Archaeologists Peel Away More Layers of Butrint
Monday, July 18, 2005
BUTRINT, Albania -- More than 2,000 years after Julius Caesar came here for provisions and decided to start a veterans colony, a new army has invaded -- a multinational force of archaeologists in what is perhaps the largest ongoing dig in the Mediterranean.
Led by Professor Richard Hodges of the University of East Anglia in England, 100 archaeologists from 19 nations, 60 Albanian undergraduates and dozens of local laborers are rotating in over the course of this summer's two-month digging season.
The scientific goal of this decade-long project is to learn how society was transformed at the end of the classical period of ancient Greece and Rome, but the city of Butrint is as much of an attraction. Over the course of 3,000 years, successive civilizations made this city their own. "It became a place in the middle of the Mediterranean where everybody came," Hodges said.

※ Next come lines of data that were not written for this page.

//! Publish/subscribe port for the shared meeting event channel.
//!
//! The real channel lives in the hosting application (the meeting SDK);
//! this module defines the seam the replicator talks through, plus an
//! in-memory fan-out bus for tests and ephemeral use.

use serde_json::Value;
use std::cell::RefCell;
use std::collections::VecDeque;
use std::rc::Rc;
use thiserror::Error;

/// Channel errors.
#[derive(Debug, Error)]
pub enum ChannelError {
    #[error("channel unavailable")]
    Unavailable,
    #[error("publish failed: {0}")]
    Publish(String),
}

/// Result type for channel operations.
pub type ChannelResult<T> = Result<T, ChannelError>;

/// Ordered, at-least-once, fan-out event channel shared by every meeting
/// subsystem.
///
/// Payloads are raw JSON values because unrelated application events travel
/// on the same channel; whiteboard handlers decode and early-return on
/// non-matching types. Delivery order is guaranteed per sender only.
pub trait EventChannel {
    /// Publish a payload to every other participant. Fire-and-forget from
    /// the caller's point of view; the result is only worth logging.
    fn publish(&mut self, payload: Value) -> ChannelResult<()>;

    /// Drain payloads delivered since the last poll (non-blocking).
    fn poll(&mut self) -> Vec<Value>;
}

#[derive(Default)]
struct BusInner {
    inboxes: Vec<VecDeque<Value>>,
    down: bool,
}

/// In-memory fan-out bus: every published payload is delivered, in publish
/// order, to all endpoints except the sender.
///
/// Single-threaded by design, matching the overlay's cooperative execution
/// model.
#[derive(Clone, Default)]
pub struct MeetingBus {
    inner: Rc<RefCell<BusInner>>,
}

impl MeetingBus {
    pub fn new() -> Self {
        Self::default()
    }

    /// Register a new participant endpoint.
    pub fn endpoint(&self) -> BusEndpoint {
        let mut inner = self.inner.borrow_mut();
        inner.inboxes.push(VecDeque::new());
        BusEndpoint {
            inner: Rc::clone(&self.inner),
            index: inner.inboxes.len() - 1,
        }
    }

    /// Simulate a transient outage: publishes fail until restored.
    pub fn set_down(&self, down: bool) {
        self.inner.borrow_mut().down = down;
    }
}

/// One participant's handle on a [`MeetingBus`].
pub struct BusEndpoint {
    inner: Rc<RefCell<BusInner>>,
    index: usize,
}

impl EventChannel for BusEndpoint {
    fn publish(&mut self, payload: Value) -> ChannelResult<()> {
        let mut inner = self.inner.borrow_mut();
        if inner.down {
            return Err(ChannelError::Unavailable);
        }
        let sender = self.index;
        for (i, inbox) in inner.inboxes.iter_mut().enumerate() {
            if i != sender {
                inbox.push_back(payload.clone());
            }
        }
        Ok(())
    }

    fn poll(&mut self) -> Vec<Value> {
        let mut inner = self.inner.borrow_mut();
        inner.inboxes[self.index].drain(..).collect()
    }
}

This year's dig is the third major excavation since the nonprofit Butrint Foundation began operations in 1994. Most of the team will work on the Vrina Plain, a flat marshland between steep mountain ridges on the coast of the Ionian Sea. It was the site of Caesar's colony, a Roman suburb just across a narrow channel from the 40-acre city.
The scope of Butrint's past excites archaeologists of many periods. It was "Troy in miniature" in Virgil's "The Aeneid"; legend says the city was founded by Trojan exiles, but that belief is not supported by archaeological evidence.
Butrint was first settled between 1000 and 800 B.C., Hodges said, most likely as an outpost to provide food for the large settlement on the island of Corfu. Its strategic location astride major trade routes made the city a player in the politics of the day. It was in turn Hellenistic, Roman and Byzantine. Then came the Venetians and Ottomans, who built forts to protect the city and nearby fisheries.
In Butrint's heyday in the 5th century, Hodges said, as many as 20,000 people lived there. Monuments from each period remain today, just yards apart.
The city faded into oblivion after the 14th century, becoming a silted-over hillside where shepherds grazed their sheep. It stayed that way until 1928, when a young archaeologist dispatched by the Italian Foreign Ministry arrived and dug wherever he could see ruins. Luigi Maria Ugolini excavated on a grand scale until his death eight years later, even installing a railroad to haul away all the dirt.
Ugolini excavated most of the city as it is seen today, including a Greek theater, a temple to the god Aesclepious, and a large 5th-century baptistry with a tile mosaic floor.
Besides the project on the Vrina Plain, the two other big digs of this decade were the excavation of a Roman villa and Byzantine church across Lake Butrint and a private home in the city called the Triconch Palace, a site Hodges calls "the best excavated sequence of a large Roman home in the Mediterranean."
The original aim of the Vrina dig was to investigate the Roman colony, and from its preliminary work the team has been able to reconstruct the way the Romans settled the plain. "The landscape is centuriated -- in other words, divided up and made into this planned colonial world," Hodges said. His team can discern street lines and building plots. Team members have identified a fallen aqueduct that brought water from a spring about four miles away.
Still, project director Oliver Gilkes said the most interesting discovery is from a later period. He and Hodges believe they have found the first ceramics dating from the Middle Ages ever recovered in the central Mediterranean.